The man tasked of course with making that hire, Jeremy Foley, is the best athletic director in America. His list of home run hires includes Billy Donovan, the best hire in collegiate athletics in any sport since Duke hired Mike Krzyzewski; Kevin O’Sullivan, who has finally delivered Florida baseball from the perennial underachiever dungeon; Tim Walton, who pushed Florida softball over the hump and this year, won the national championship; Rhonda Faehn, who has turned Florida gymnastics into a blueblood, and of course Urban Meyer, the two championship winning coach whom popular myth would have you believe was hired by Bernie Machen, despite Machen’s own word that’s not the case.
Foley, 62 yesterday, is approaching the age where you don’t make many more critical hires, and this is likely to be his last in football. That Billy Donovan exists and Florida’s athletic program is the envy of all schools in its venerable conference means Mr. Foley’s legacy is sound. But after failing with Ron Zook and Will Muschamp, it taxes the credulity of the credulous to debate whether this hire will be an integral part of how he’s remembered at Florida.
When you’ve only worked one place, like Mr. Foley, that’s heady stuff. As the rumors have swirled and the “wish lists” have posted, I’ve tried to keep the following in mind: there’s likely more alligators in Lake Alice than folks who want this hire to work more than Jeremy Foley, whose degree says Hobart College but whose thirty-eight year work history says Gator through and through. He’s Gator down to his knuckles, the kind of Gator this season’s ill-fated pregame video at the Swamp was undoubtedly referencing when it talked about “rising in the morning and beating the sun to the punch, day after day” and “knocking the grin from adversity’s face.”

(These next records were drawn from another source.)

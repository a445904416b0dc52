//! # avbsign
//!
//! Verified-boot (AVB) signing for AOSP platform images.
//!
//! Takes a (sparse) filesystem image produced by a platform build and turns
//! it into a signed image set ready to be flashed:
//!
//! - **Sparse header**: recover the size of the original filesystem image
//! - **Partition sizing**: find the smallest partition that holds the image
//!   plus its hash tree, FEC data and footer
//! - **Footer / vbmeta**: drive `avbtool` to append the hash-tree footer,
//!   build the vbmeta image and verify the resulting chain
//!
//! The hashing and signing primitives themselves stay in `avbtool`; this
//! crate only talks to it through its command line.
//!
//! ## Example
//!
//! ```no_run
//! use avbsign::{AvbTool, AospTree, Config, HostTools, SigningPipeline, SigningRequest};
//!
//! let config = Config::load("avbsign.toml").unwrap();
//! let tree = AospTree::open(&config, "aosp/android-8.1.0_r41", None).unwrap();
//! let host_tools = HostTools::for_tree(&config, &tree);
//! let avbtool = AvbTool::for_tree(&config, &tree, host_tools.clone());
//!
//! let request = SigningRequest {
//!     product: "enchilada".into(),
//!     image_path: "out/target/product/enchilada/system.img".into(),
//!     key_path: "external/avb/test/data/testkey_rsa4096.pem".into(),
//!     other_images_dir: "official".into(),
//!     output_dir: "signed".into(),
//! };
//! let mut pipeline = SigningPipeline::new(&config, &avbtool, &tree, &host_tools);
//! pipeline.run(&request).unwrap();
//! ```

pub mod avbtool;
pub mod config;
pub mod exec;
pub mod keys;
pub mod partition;
pub mod pipeline;
pub mod signing_info;
pub mod sparse;
pub mod tree;

use std::fmt;
use std::io;
use std::path::PathBuf;

use thiserror::Error;

pub use avbtool::{AvbTool, SigningTool};
pub use config::Config;
pub use exec::HostTools;
pub use partition::compute_partition_size;
pub use pipeline::{SigningPipeline, SigningReport, SigningRequest, SigningState};
pub use signing_info::{HashtreeFooterSpec, SigningInfo, VBMetaSpec};
pub use sparse::{read_original_size, ByteOrder, SparseImageHeader};
pub use tree::{AospTree, SourceTree};

// ---------------------------------------------------------------------------
// Constants
// ---------------------------------------------------------------------------

/// Extension of every image staged in the output directory.
pub const IMAGE_EXTENSION: &str = "img";

/// Extension of the digest file written next to each produced image.
pub const DIGEST_EXTENSION: &str = "sha512";

/// File name of an image for `partition_name` (`system` -> `system.img`).
pub fn image_file_name(partition_name: &str) -> String {
    format!("{partition_name}.{IMAGE_EXTENSION}")
}

// ---------------------------------------------------------------------------
// Error type
// ---------------------------------------------------------------------------

#[derive(Debug, Error)]
pub enum AvbSignError {
    #[error("I/O error: {0}")]
    Io(#[from] io::Error),

    #[error("malformed sparse image {path}: {reason}")]
    Format { path: PathBuf, reason: String },

    #[error("{command}: {reason}")]
    ExternalTool { command: String, reason: String },

    #[error("image already carries verified-boot metadata: {0}")]
    AlreadySigned(PathBuf),

    #[error("signing failed: {0}")]
    Signing(String),

    #[error("verification failed: {0}")]
    VerificationFailure(String),

    #[error("verification of {image} timed out after {timeout_secs} seconds")]
    VerificationTimeout { image: PathBuf, timeout_secs: u64 },

    #[error("cannot build '{target}': {reason}")]
    BuildDependency { target: String, reason: String },

    #[error("unknown {kind} name: {name}")]
    UnknownName { kind: &'static str, name: String },

    #[error("product '{product}' missing from the '{section}' signing info")]
    UnknownProduct { section: &'static str, product: String },

    #[error("invalid signing info: {0}")]
    Json(#[from] serde_json::Error),

    #[error("invalid configuration file: {0}")]
    Toml(#[from] toml::de::Error),

    #[error("configuration error: {0}")]
    Config(String),

    #[error("{0}")]
    Other(String),
}

impl AvbSignError {
    /// Process exit status reported by the CLI for this kind of failure.
    pub fn exit_code(&self) -> i32 {
        match self {
            AvbSignError::Io(_) | AvbSignError::Other(_) => 1,
            AvbSignError::Config(_)
            | AvbSignError::Toml(_)
            | AvbSignError::Json(_)
            | AvbSignError::UnknownName { .. }
            | AvbSignError::UnknownProduct { .. } => 2,
            AvbSignError::Format { .. } => 3,
            AvbSignError::ExternalTool { .. } => 4,
            AvbSignError::AlreadySigned(_) => 5,
            AvbSignError::Signing(_) => 6,
            AvbSignError::VerificationFailure(_) => 7,
            AvbSignError::VerificationTimeout { .. } => 8,
            AvbSignError::BuildDependency { .. } => 9,
        }
    }
}

pub type Result<T> = std::result::Result<T, AvbSignError>;

// ---------------------------------------------------------------------------
// Enumerations – names as accepted by avbtool
// ---------------------------------------------------------------------------

macro_rules! enum_with_table {
    (
        $(#[$outer:meta])*
        pub enum $Name:ident : $kind:literal {
            $(
                $(#[$inner:meta])*
                $Variant:ident = $val:expr, $short:literal, $long:literal
            ),+ $(,)?
        }
    ) => {
        $(#[$outer])*
        #[derive(Debug, Clone, Copy, PartialEq, Eq, Hash, serde::Deserialize)]
        #[serde(try_from = "String")]
        #[repr(u8)]
        pub enum $Name {
            $(
                $(#[$inner])*
                $Variant = $val,
            )+
        }

        impl $Name {
            /// All known entries as `(value, short_name, long_name)`.
            pub fn table() -> &'static [(u8, &'static str, &'static str)] {
                &[
                    $(
                        ($val, $short, $long),
                    )+
                ]
            }

            /// Look up by short name (case-insensitive).
            pub fn from_name(name: &str) -> Option<Self> {
                Self::table()
                    .iter()
                    .find(|(_, short, _)| short.eq_ignore_ascii_case(name))
                    .and_then(|&(val, _, _)| Self::from_u8(val))
            }

            /// Look up by raw u8 value.
            pub fn from_u8(v: u8) -> Option<Self> {
                $(
                    if v == $val { return Some(Self::$Variant); }
                )+
                None
            }

            /// Name passed on the avbtool command line.
            pub fn short_name(self) -> &'static str {
                for &(val, short, _) in Self::table() {
                    if val == self as u8 { return short; }
                }
                "unknown"
            }

            /// Human-readable long name.
            pub fn long_name(self) -> &'static str {
                for &(val, _, long) in Self::table() {
                    if val == self as u8 { return long; }
                }
                "Unknown"
            }
        }

        impl TryFrom<String> for $Name {
            type Error = AvbSignError;

            fn try_from(name: String) -> Result<Self> {
                Self::from_name(&name).ok_or(AvbSignError::UnknownName {
                    kind: $kind,
                    name,
                })
            }
        }

        impl fmt::Display for $Name {
            fn fmt(&self, f: &mut fmt::Formatter<'_>) -> fmt::Result {
                write!(f, "{}", self.long_name())
            }
        }
    };
}

enum_with_table! {
    /// Digest used for the hash tree.
    pub enum HashAlgorithm : "hash algorithm" {
        Sha1   = 1, "sha1",   "SHA-1",
        Sha256 = 2, "sha256", "SHA-256",
        Sha512 = 3, "sha512", "SHA-512",
    }
}

impl HashAlgorithm {
    /// Size in bytes of one digest, i.e. of one hash-tree entry before
    /// padding.
    pub fn digest_size(self) -> usize {
        match self {
            HashAlgorithm::Sha1 => <sha1::Sha1 as sha1::Digest>::output_size(),
            HashAlgorithm::Sha256 => <sha2::Sha256 as sha2::Digest>::output_size(),
            HashAlgorithm::Sha512 => <sha2::Sha512 as sha2::Digest>::output_size(),
        }
    }
}

enum_with_table! {
    /// Algorithm used to sign vbmeta structures.
    pub enum SigningAlgorithm : "signing algorithm" {
        None          = 0, "NONE",           "unsigned",
        Sha256Rsa2048 = 1, "SHA256_RSA2048", "SHA-256 with RSA-2048",
        Sha256Rsa4096 = 2, "SHA256_RSA4096", "SHA-256 with RSA-4096",
        Sha256Rsa8192 = 3, "SHA256_RSA8192", "SHA-256 with RSA-8192",
        Sha512Rsa2048 = 4, "SHA512_RSA2048", "SHA-512 with RSA-2048",
        Sha512Rsa4096 = 5, "SHA512_RSA4096", "SHA-512 with RSA-4096",
        Sha512Rsa8192 = 6, "SHA512_RSA8192", "SHA-512 with RSA-8192",
    }
}

impl SigningAlgorithm {
    /// Modulus size the signing key must have, `None` for unsigned.
    pub fn rsa_bits(self) -> Option<usize> {
        match self {
            SigningAlgorithm::None => None,
            SigningAlgorithm::Sha256Rsa2048 | SigningAlgorithm::Sha512Rsa2048 => Some(2048),
            SigningAlgorithm::Sha256Rsa4096 | SigningAlgorithm::Sha512Rsa4096 => Some(4096),
            SigningAlgorithm::Sha256Rsa8192 | SigningAlgorithm::Sha512Rsa8192 => Some(8192),
        }
    }

    /// Digest the signature is computed over.
    pub fn hash_algorithm(self) -> Option<HashAlgorithm> {
        match self {
            SigningAlgorithm::None => None,
            SigningAlgorithm::Sha256Rsa2048
            | SigningAlgorithm::Sha256Rsa4096
            | SigningAlgorithm::Sha256Rsa8192 => Some(HashAlgorithm::Sha256),
            SigningAlgorithm::Sha512Rsa2048
            | SigningAlgorithm::Sha512Rsa4096
            | SigningAlgorithm::Sha512Rsa8192 => Some(HashAlgorithm::Sha512),
        }
    }
}

// ---------------------------------------------------------------------------
// Tests
// ---------------------------------------------------------------------------

#[cfg(test)]
mod tests {
    use super::*;

    #[test]
    fn algorithm_lookup() {
        assert_eq!(HashAlgorithm::from_name("SHA256"), Some(HashAlgorithm::Sha256));
        assert_eq!(HashAlgorithm::from_name("md5"), None);
        assert_eq!(
            SigningAlgorithm::from_name("sha256_rsa4096"),
            Some(SigningAlgorithm::Sha256Rsa4096)
        );
        assert_eq!(SigningAlgorithm::Sha256Rsa4096.short_name(), "SHA256_RSA4096");
        assert_eq!(SigningAlgorithm::from_u8(0), Some(SigningAlgorithm::None));
    }

    #[test]
    fn digest_sizes() {
        assert_eq!(HashAlgorithm::Sha1.digest_size(), 20);
        assert_eq!(HashAlgorithm::Sha256.digest_size(), 32);
        assert_eq!(HashAlgorithm::Sha512.digest_size(), 64);
    }

    #[test]
    fn rsa_requirements() {
        assert_eq!(SigningAlgorithm::None.rsa_bits(), None);
        assert_eq!(SigningAlgorithm::Sha512Rsa8192.rsa_bits(), Some(8192));
        assert_eq!(
            SigningAlgorithm::Sha512Rsa2048.hash_algorithm(),
            Some(HashAlgorithm::Sha512)
        );
    }

    #[test]
    fn unknown_name_from_string() {
        let err = SigningAlgorithm::try_from("RSA1024".to_string()).unwrap_err();
        assert!(matches!(
            err,
            AvbSignError::UnknownName { kind: "signing algorithm", .. }
        ));
    }

    #[test]
    fn exit_codes_are_distinct_per_pipeline_error() {
        let codes = [
            AvbSignError::Format { path: PathBuf::new(), reason: String::new() }.exit_code(),
            AvbSignError::ExternalTool { command: String::new(), reason: String::new() }
                .exit_code(),
            AvbSignError::AlreadySigned(PathBuf::new()).exit_code(),
            AvbSignError::Signing(String::new()).exit_code(),
            AvbSignError::VerificationFailure(String::new()).exit_code(),
            AvbSignError::VerificationTimeout { image: PathBuf::new(), timeout_secs: 1 }
                .exit_code(),
            AvbSignError::BuildDependency { target: String::new(), reason: String::new() }
                .exit_code(),
        ];
        let mut sorted = codes.to_vec();
        sorted.sort();
        sorted.dedup();
        assert_eq!(sorted.len(), codes.len());
    }

    #[test]
    fn image_names() {
        assert_eq!(image_file_name("system"), "system.img");
    }
}
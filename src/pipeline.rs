//! The signing pipeline.
//!
//! ```text
//! Unsigned --footer--> FooterAdded --vbmeta--> VBMetaGenerated --verify--> Verified
//!     \____________________\_________________________\______________________> Failed
//! ```
//!
//! A run never undoes its own steps: on failure, whatever was staged or
//! produced stays in the output directory for inspection.

use std::env;
use std::fmt;
use std::fs::{self, File};
use std::io;
use std::path::{Path, PathBuf};

use sha2::{Digest, Sha512};
use tracing::{debug, info, warn};

use crate::avbtool::SigningTool;
use crate::config::Config;
use crate::exec::HostTools;
use crate::keys::check_signing_key;
use crate::partition::compute_partition_size;
use crate::signing_info::{HashtreeFooterSpec, SigningInfo, VBMetaSpec};
use crate::sparse::SparseImageHeader;
use crate::tree::SourceTree;
use crate::{image_file_name, AvbSignError, Result, DIGEST_EXTENSION};

/// What to sign and where to put the result.
#[derive(Debug, Clone, PartialEq, Eq)]
pub struct SigningRequest {
    /// Key into the signing-info table.
    pub product: String,
    /// Sparse image to sign. Left untouched; a staged copy is signed.
    pub image_path: PathBuf,
    pub key_path: PathBuf,
    /// Where the images named in the vbmeta descriptor list are taken from.
    pub other_images_dir: PathBuf,
    pub output_dir: PathBuf,
}

#[derive(Debug, Clone, Copy, PartialEq, Eq)]
pub enum SigningState {
    Unsigned,
    FooterAdded,
    VBMetaGenerated,
    Verified,
    Failed,
}

impl fmt::Display for SigningState {
    fn fmt(&self, f: &mut fmt::Formatter<'_>) -> fmt::Result {
        let name = match self {
            SigningState::Unsigned => "unsigned",
            SigningState::FooterAdded => "footer added",
            SigningState::VBMetaGenerated => "vbmeta generated",
            SigningState::Verified => "verified",
            SigningState::Failed => "failed",
        };
        f.write_str(name)
    }
}

/// Outcome of a successful run.
#[derive(Debug, Clone, PartialEq, Eq)]
pub struct SigningReport {
    pub state: SigningState,
    pub partition_size: u64,
    /// The staged, now signed, image.
    pub signed_image: PathBuf,
    pub vbmeta_image: PathBuf,
    /// `.sha512` files written next to the produced images.
    pub digests: Vec<PathBuf>,
}

/// Drives one image through footer injection, vbmeta generation and
/// verification.
pub struct SigningPipeline<'a> {
    config: &'a Config,
    tool: &'a dyn SigningTool,
    tree: &'a dyn SourceTree,
    host_tools: &'a HostTools,
    signing_info: Option<SigningInfo>,
    state: SigningState,
}
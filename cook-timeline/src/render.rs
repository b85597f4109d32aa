/*
SPDX-FileCopyrightText: Copyright 2026 LG Electronics Inc.
SPDX-License-Identifier: MIT
*/

//! Plain-text views of a [`TimelineResult`].
//!
//! * [`render_groups`] – one block per time bucket.
//! * [`render_follow_along`] – the flat list walked with [`FollowAlong`],
//!   each step followed by a "next" hint.

use std::fmt::Write;

use chrono::SecondsFormat;

use crate::step::{ScheduledStep, TimelineResult};
use crate::timeline::FollowAlong;

/// Header lines shared by both views.
fn render_header(timeline: &TimelineResult, out: &mut String) {
    let serve = timeline.serve_at.to_rfc3339_opts(SecondsFormat::Secs, true);
    match timeline.estimated_serve_in_min {
        Some(lead) => {
            let _ = writeln!(out, "Serve at: {serve} (estimated, {lead} min from now)");
            let _ = writeln!(
                out,
                "Total cooking time: ~{} minutes.",
                timeline.total_duration_min()
            );
        }
        None => {
            let _ = writeln!(out, "Serve at: {serve}");
        }
    }
    let _ = writeln!(out, "One plan, across {} steps.", timeline.step_count());
}

/// `[passive] Dish A: Bake · 30 min · T-30 · Oven: 400°F`
fn render_step_line(step: &ScheduledStep) -> String {
    let mut line = format!(
        "[{}] {}: {} · {} min",
        step.active_type, step.recipe_title, step.instruction, step.duration_min
    );
    if step.is_estimated_duration {
        line.push_str(" (estimated)");
    }
    let _ = write!(line, " · T-{}", step.t_minus_min);
    if let Some(temp) = step.temperature_label() {
        let _ = write!(line, " · {temp}");
    }
    line
}

pub fn render_groups(timeline: &TimelineResult) -> String {
    let mut out = String::new();
    render_header(timeline, &mut out);

    for group in &timeline.groups {
        let _ = writeln!(out);
        let _ = writeln!(out, "{}", group.label);
        for step in &group.steps {
            let _ = writeln!(out, "  {}", render_step_line(step));
        }
    }
    out
}

pub fn render_follow_along(timeline: &TimelineResult) -> String {
    let mut out = String::new();
    render_header(timeline, &mut out);

    let mut follow = FollowAlong::new(&timeline.steps);
    let total = timeline.steps.len();
    if total == 0 {
        let _ = writeln!(out, "No steps yet.");
        return out;
    }

    loop {
        let Some(step) = follow.current() else {
            break;
        };
        let _ = writeln!(out);
        let _ = writeln!(
            out,
            "Step {}/{} · {} min from start",
            follow.position() + 1,
            total,
            step.start_offset_min
        );
        let _ = writeln!(out, "  {}", render_step_line(step));
        match follow.next_step() {
            Some(next) => {
                let _ = writeln!(
                    out,
                    "  Next: {}: {} ({} min · {} min)",
                    next.recipe_title, next.instruction, next.start_offset_min, next.duration_min
                );
            }
            None => {
                let _ = writeln!(out, "  Last step");
            }
        }

        if follow.is_last() {
            break;
        }
        follow.mark_done_and_advance();
    }
    out
}

// ── Tests ─────────────────────────────────────────────────────────────────────
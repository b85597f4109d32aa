/*
SPDX-FileCopyrightText: Copyright 2026 LG Electronics Inc.
SPDX-License-Identifier: MIT
*/

//! Pure arithmetic helpers: instant differences and 5-minute rounding.
//!
//! These are free functions rather than methods so they can be used and tested
//! independently of the timeline builder.
//!
//! Rounding is done in integer milliseconds, never through `f64`, so a value
//! that sits exactly on a half bucket (2.5 min, 7.5 min, ...) always rounds
//! toward positive infinity.

use chrono::{DateTime, Duration, Utc};

/// Size of one rounding bucket in milliseconds (5 minutes).
const BUCKET_MS: i64 = 5 * 60_000;

/// Signed milliseconds from `earlier` to `later`.
///
/// Negative when `later` is actually before `earlier`.
pub fn millis_between(earlier: DateTime<Utc>, later: DateTime<Utc>) -> i64 {
    (later - earlier).num_milliseconds()
}

/// Round a signed millisecond span to the nearest multiple of 5 minutes and
/// return it in minutes.
///
/// Ties round half up: `floor(x / 5 + 0.5) * 5`.
pub fn round5_millis(ms: i64) -> i64 {
    (ms + BUCKET_MS / 2).div_euclid(BUCKET_MS) * 5
}

/// `round5` of the minutes between two instants (may be negative).
pub fn round5_between(earlier: DateTime<Utc>, later: DateTime<Utc>) -> i64 {
    round5_millis(millis_between(earlier, later))
}

/// `instant - minutes`, exact.
///
/// Saturates at `DateTime::<Utc>::MIN_UTC` instead of overflowing.
pub fn minus_minutes(instant: DateTime<Utc>, minutes: u32) -> DateTime<Utc> {
    instant
        .checked_sub_signed(Duration::minutes(i64::from(minutes)))
        .unwrap_or(DateTime::<Utc>::MIN_UTC)
}

/// `instant + minutes`, exact.
///
/// Saturates at `DateTime::<Utc>::MAX_UTC` instead of overflowing.
pub fn plus_minutes(instant: DateTime<Utc>, minutes: u32) -> DateTime<Utc> {
    instant
        .checked_add_signed(Duration::minutes(i64::from(minutes)))
        .unwrap_or(DateTime::<Utc>::MAX_UTC)
}

// ── Tests ─────────────────────────────────────────────────────────────────────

High in the north end zone, mostly with my Dad, I’ve seen my share of suns drifting to sleep behind Century Tower after 3:30 PM kickoffs, but even all those sunsets rolled into another don’t amount to much compared to the time Foley’s put in at the UAA, for the U of F. Foley understands Florida and that’s part of how he sold the blue-collar Catholic midwesterner Urban Meyer on the program over Notre Dame, because, according to Meyer, “Jeremy convinced me there was no better place to combine family and football.”You might not think Foley’s affection for this university matters, and that’s fine. But understand Mal Moore attended Alabama before he fixed their broken program with Nick Saban. Understand that it took Steve Spurrier, Florida’s most distinguished footballing alumnus, to awaken the program Bear Bryant of Mal Moore’s Alabama called the south’s “sleeping giant.”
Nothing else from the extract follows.